◆ **TASK DESCRIPTION**
Everything from the top of the data below through the line with "length, in characters." should be duplicated exactly, and nothing past it.

◆ **DATA EXTRACT**
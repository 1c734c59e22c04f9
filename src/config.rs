//! # Hardware Profile Configuration
//!
//! Radios impose two hard limits on a codeplug: how long a label may be and
//! how many channels fit in one zone. This module models those limits as a
//! [`Limits`] value so the merge engine never embeds them as literals.
//!
//! The defaults match the common 16-character / 16-channel handhelds. Other
//! radios are described with a small YAML profile:
//!
//! ```yaml
//! max-name-len: 16
//! max-zone-channels: 16
//! ```
//!
//! Both keys are optional; a missing key keeps its default.

use crate::error::{Error, Result};
use serde::{Deserialize, Serialize};

/// Default maximum label length, in characters.
pub const DEFAULT_MAX_NAME_LEN: usize = 16;

/// Default maximum number of channels in one zone.
pub const DEFAULT_MAX_ZONE_CHANNELS: usize = 16;

/// Name and zone-size budgets of the target radio.
#[derive(Debug, Clone, Copy, PartialEq, Eq, Serialize, Deserialize)]
#[serde(default, deny_unknown_fields)]
pub struct Limits {
    /// Maximum length of any contact, zone, or channel name, in characters.
    #[serde(rename = "max-name-len")]
    pub max_name_len: usize,

    /// Maximum number of channels a zone may reference.
    #[serde(rename = "max-zone-channels")]
    pub max_zone_channels: usize,
}

impl Default for Limits {
    fn default() -> Self {
        Self {
            max_name_len: DEFAULT_MAX_NAME_LEN,
            max_zone_channels: DEFAULT_MAX_ZONE_CHANNELS,
        }
    }
}

impl Limits {
    /// Return a copy with the given overrides applied.
    pub fn with_overrides(
        mut self,
        max_name_len: Option<usize>,
        max_zone_channels: Option<usize>,
    ) -> Result<Self> {
        if let Some(len) = max_name_len {
            self.max_name_len = len;
        }
        if let Some(count) = max_zone_channels {
            self.max_zone_channels = count;
        }
        self.validate()?;
        Ok(self)
    }

    /// Check that both budgets are usable.
    pub fn validate(&self) -> Result<()> {
        if self.max_name_len == 0 {
            return Err(Error::InvalidProfile {
                message: "max-name-len must be at least 1".to_string(),
            });
        }
        if self.max_zone_channels == 0 {
            return Err(Error::InvalidProfile {
                message: "max-zone-channels must be at least 1".to_string(),
            });
        }
        Ok(())
    }

    /// Whether `name` fits the label budget.
    pub fn name_fits(&self, name: &str) -> bool {
        name.chars().count() <= self.max_name_len
    }

    /// Fail with [`Error::NameTooLong`] unless `name` fits the label budget.
    pub fn check_name(&self, kind: &'static str, name: &str) -> Result<()> {
        if self.name_fits(name) {
            Ok(())
        } else {
            Err(Error::NameTooLong {
                kind,
                name: name.to_string(),
                limit: self.max_name_len,
            })
        }
    }
}

/// Parse a hardware profile from YAML.
///
/// An empty document yields the default limits.
pub fn parse(yaml_content: &str) -> Result<Limits> {
    if yaml_content.trim().is_empty() {
        return Ok(Limits::default());
    }
    let limits: Limits = serde_yaml::from_str(yaml_content)?;
    limits.validate()?;
    Ok(limits)
}

/// Load a hardware profile from a YAML file.
pub fn from_file<P: AsRef<std::path::Path>>(path: P) -> Result<Limits> {
    let content = std::fs::read_to_string(path).map_err(Error::Io)?;
    parse(&content)
}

◆ **RESPONSE TO THE TASK**
repository 1c734c59e22c04f9
filename src/config.rs
//! # Hardware Profile Configuration
//!
//! Radios impose two hard limits on a codeplug: how long a label may be and
//! how many channels fit in one zone. This module models those limits as a
//! [`Limits`] value so the merge engine never embeds them as literals.
//!
//! The defaults match the common 16-character / 16-channel handhelds. Other
//! radios are described with a small YAML profile:
//!
//! ```yaml
//! max-name-len: 16
//! max-zone-channels: 16
//! ```
//!
//! Both keys are optional; a missing key keeps its default.

use crate::error::{Error, Result};
use serde::{Deserialize, Serialize};

/// Default maximum label length, in characters.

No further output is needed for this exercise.